- Based on: Eureka Street by Robert McLiam Wilson
- Written by: Donna Franceschild
- Directed by: Adrian Shergold
- Starring: Vincent Regan Mark Benton Dervla Kirwan Elisabeth Rohm
- Composer: Martin Phipps
- Country of origin: United Kingdom
- Original language: English
- No. of series: 1
- No. of episodes: 4

Production
- Executive producers: Robert Cooper Debra Hauer Claire Duignan
- Producer: Sophie Gardiner
- Production locations: Belfast, Northern Ireland, UK
- Running time: 4 x 60 minutes
- Production company: BBC Northern Ireland

Original release
- Network: BBC2
- Release: 13 September – 4 October 1999

= Eureka Street (TV series) =

Eureka Street is a BBC Northern Ireland 1999 adaptation to mini-series of Robert McLiam Wilson's 1996 novel of the same name. Set in Belfast in the six months before and after the 1994 ceasefire, it commences with an anonymous hand typing the words, "All stories are love stories." The novel opens with the same text.

==Plot==

Set in the Northern Irish city of Belfast, the series follows the lives of two young men, Chuckie Lurgan (played by Mark Benton) and Jake Jackson (played by Vincent Regan), as they navigate the turbulent social and political landscape of the late 1990s. Chuckie is a lovable rogue who dreams of making it big, while Jake is a former soldier trying to come to terms with the violence he has experienced.

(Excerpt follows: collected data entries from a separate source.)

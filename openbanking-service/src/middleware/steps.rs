use axum::{
    async_trait,
    extract::{FromRequestParts, MatchedPath},
    http::request::Parts,
};
use service_core::observability::StepStack;
use std::convert::Infallible;
use std::ops::{Deref, DerefMut};

/// Step stack of the current request. Its root frame is named after the route
/// (`GET /accounts`) and nests under the request span.
pub struct RequestSteps(pub StepStack);

#[async_trait]
impl<S> FromRequestParts<S> for RequestSteps
where
    S: Send + Sync,
{
    type Rejection = Infallible;

    async fn from_request_parts(parts: &mut Parts, _state: &S) -> Result<Self, Self::Rejection> {
        let path = parts
            .extensions
            .get::<MatchedPath>()
            .map(|p| p.as_str().to_string())
            .unwrap_or_else(|| parts.uri.path().to_string());

        Ok(RequestSteps(StepStack::new(format!(
            "{} {}",
            parts.method, path
        ))))
    }
}

impl Deref for RequestSteps {
    type Target = StepStack;

    fn deref(&self) -> &StepStack {
        &self.0
    }
}

impl DerefMut for RequestSteps {
    fn deref_mut(&mut self) -> &mut StepStack {
        &mut self.0
    }
}
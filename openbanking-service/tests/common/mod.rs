#![allow(dead_code)]

use chrono::{Duration, Utc};
use openbanking_service::config::{BankConfig, DatabaseConfig, GatewayConfig};
use openbanking_service::models::{AccessGrant, Company, Payment};
use openbanking_service::services::{GatewayStore, MemoryStore};
use openbanking_service::startup::Application;
use openbanking_service::utils::hash_token;
use secrecy::Secret;
use serde_json::Value;
use std::sync::Arc;
use uuid::Uuid;
use wiremock::MockServer;

pub const TEST_COMPANY_ID: &str = "ACME0001";
/// Path prefix of the mocked bank API, mirroring the real deployment layout.
pub const BANK_BASE_PATH: &str = "/premium/sandbox";

pub fn bank_path(path: &str) -> String {
    format!("{}{}", BANK_BASE_PATH, path)
}

pub struct TestApp {
    pub address: String,
    pub port: u16,
    pub store: Arc<MemoryStore>,
    pub bank: MockServer,
    pub client: reqwest::Client,
}

impl TestApp {
    pub async fn spawn() -> Self {
        Self::start(None).await
    }

    /// Spawn with the bank API pointed at a local port nothing listens on.
    pub async fn spawn_with_unreachable_bank() -> Self {
        let listener = std::net::TcpListener::bind("127.0.0.1:0").expect("Failed to bind");
        let port = listener.local_addr().expect("Failed to read port").port();
        drop(listener);

        Self::start(Some(format!("http://127.0.0.1:{}{}", port, BANK_BASE_PATH))).await
    }

    async fn start(bank_url: Option<String>) -> Self {
        let bank = MockServer::start().await;
        let store = Arc::new(MemoryStore::new());

        let config = GatewayConfig {
            common: service_core::config::Config {
                port: 0, // Random port
                allowed_origins: vec!["http://localhost:3000".to_string()],
            },
            service_name: "openbanking-service".to_string(),
            service_version: "test".to_string(),
            log_level: "debug".to_string(),
            otlp_endpoint: None,
            database: DatabaseConfig {
                url: String::new(),
                max_connections: 1,
                min_connections: 1,
            },
            bank: BankConfig {
                api_url: bank_url.unwrap_or_else(|| format!("{}{}", bank.uri(), BANK_BASE_PATH)),
                client_id: "test-client".to_string(),
                client_secret: Secret::new("test-secret".to_string()),
                redirect_uri: "https://app.example/callback".to_string(),
                code_challenge: "test-challenge".to_string(),
                code_challenge_verifier: Secret::new("test-verifier".to_string()),
            },
        };

        let app = Application::build_with_store(config, store.clone())
            .await
            .expect("Failed to build test application");

        let port = app.http_port();
        let address = format!("http://127.0.0.1:{}", port);

        tokio::spawn(async move {
            app.run_until_stopped().await.ok();
        });

        // Wait for HTTP server to be ready by polling health endpoint
        let client = reqwest::Client::new();
        let health_url = format!("{}/health", address);
        for _ in 0..50 {
            if client.get(&health_url).send().await.is_ok() {
                break;
            }
            tokio::time::sleep(tokio::time::Duration::from_millis(50)).await;
        }

        TestApp {
            address,
            port,
            store,
            bank,
            client,
        }
    }

    pub async fn seed_company(&self, company_id: &str, enabled: bool) {
        self.store
            .insert_company(&Company {
                company_id: company_id.to_string(),
                company_name: format!("{} s.r.o.", company_id),
                enabled,
                created_utc: Utc::now(),
            })
            .await
            .expect("Failed to seed company");
    }

    /// Store an access grant for `token`. `access_token: None` leaves it pending.
    pub async fn seed_grant(
        &self,
        token: &str,
        state: &str,
        access_token: Option<&str>,
    ) -> AccessGrant {
        let now = Utc::now();
        let grant = AccessGrant {
            grant_id: Uuid::new_v4(),
            token_hash: hash_token(token),
            company_id: TEST_COMPANY_ID.to_string(),
            grant_token: "grant-token".to_string(),
            consent_id: "consent-1".to_string(),
            state: state.to_string(),
            access_token: access_token.map(str::to_string),
            refresh_token: access_token.map(|_| "refresh-token".to_string()),
            expires_utc: now + Duration::minutes(15),
            created_utc: now,
            updated_utc: now,
        };

        self.store
            .insert_access_grant(&grant)
            .await
            .expect("Failed to seed access grant");
        grant
    }

    pub async fn seed_payment(&self, grant: &AccessGrant, payment_id: &str) -> Payment {
        let payment = Payment {
            payment_row_id: Uuid::new_v4(),
            grant_id: grant.grant_id,
            amount: "25.00".to_string(),
            currency: "EUR".to_string(),
            debtor_iban: "SK3112000000198742637541".to_string(),
            creditor_iban: "SK6909000000001234567890".to_string(),
            creditor_name: "Jane Doe".to_string(),
            note: "invoice 42".to_string(),
            payment_type: "sepa-credit-transfers".to_string(),
            instant_payment_flow: None,
            charge_bearer: None,
            payment_id: payment_id.to_string(),
            authorization_id: "auth-1".to_string(),
            created_utc: Utc::now(),
        };

        self.store
            .insert_payment(&payment)
            .await
            .expect("Failed to seed payment");
        payment
    }

    pub async fn grant_for_token(&self, token: &str) -> Option<AccessGrant> {
        self.store
            .find_access_grant_by_token_hash(&hash_token(token))
            .await
            .expect("Failed to query access grant")
    }

    pub async fn get(&self, path: &str, api_key: Option<&str>) -> reqwest::Response {
        let mut request = self.client.get(format!("{}{}", self.address, path));
        if let Some(key) = api_key {
            request = request.header("X-Api-Key", key);
        }
        request.send().await.expect("Failed to execute request")
    }

    pub async fn post_json(
        &self,
        path: &str,
        body: &Value,
        api_key: Option<&str>,
    ) -> reqwest::Response {
        let mut request = self
            .client
            .post(format!("{}{}", self.address, path))
            .json(body);
        if let Some(key) = api_key {
            request = request.header("X-Api-Key", key);
        }
        request.send().await.expect("Failed to execute request")
    }

    /// Number of requests the mocked bank has received.
    pub async fn bank_requests(&self) -> usize {
        self.bank
            .received_requests()
            .await
            .map(|requests| requests.len())
            .unwrap_or(0)
    }
}

/// Parse an error response and check its shape.
pub async fn error_body(response: reqwest::Response) -> (u16, String) {
    let status = response.status().as_u16();
    let body: Value = response.json().await.expect("Failed to parse JSON");

    let trace_id = body["traceId"].as_str().expect("traceId missing");
    assert!(!trace_id.is_empty());

    let error = body["error"].as_str().expect("error missing").to_string();
    (status, error)
}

The series explores a range of themes including sectarianism, politics, and the complexities of modern Northern Irish society. As Chuckie and Jake navigate their way through the city's underworld, they encounter a diverse cast of characters, including loyalist paramilitaries, former IRA members, and corrupt politicians.

Despite the often grim subject matter, the series also has moments of humor and tenderness, as Chuckie and Jake's friendship provides a counterpoint to the violence and division around them.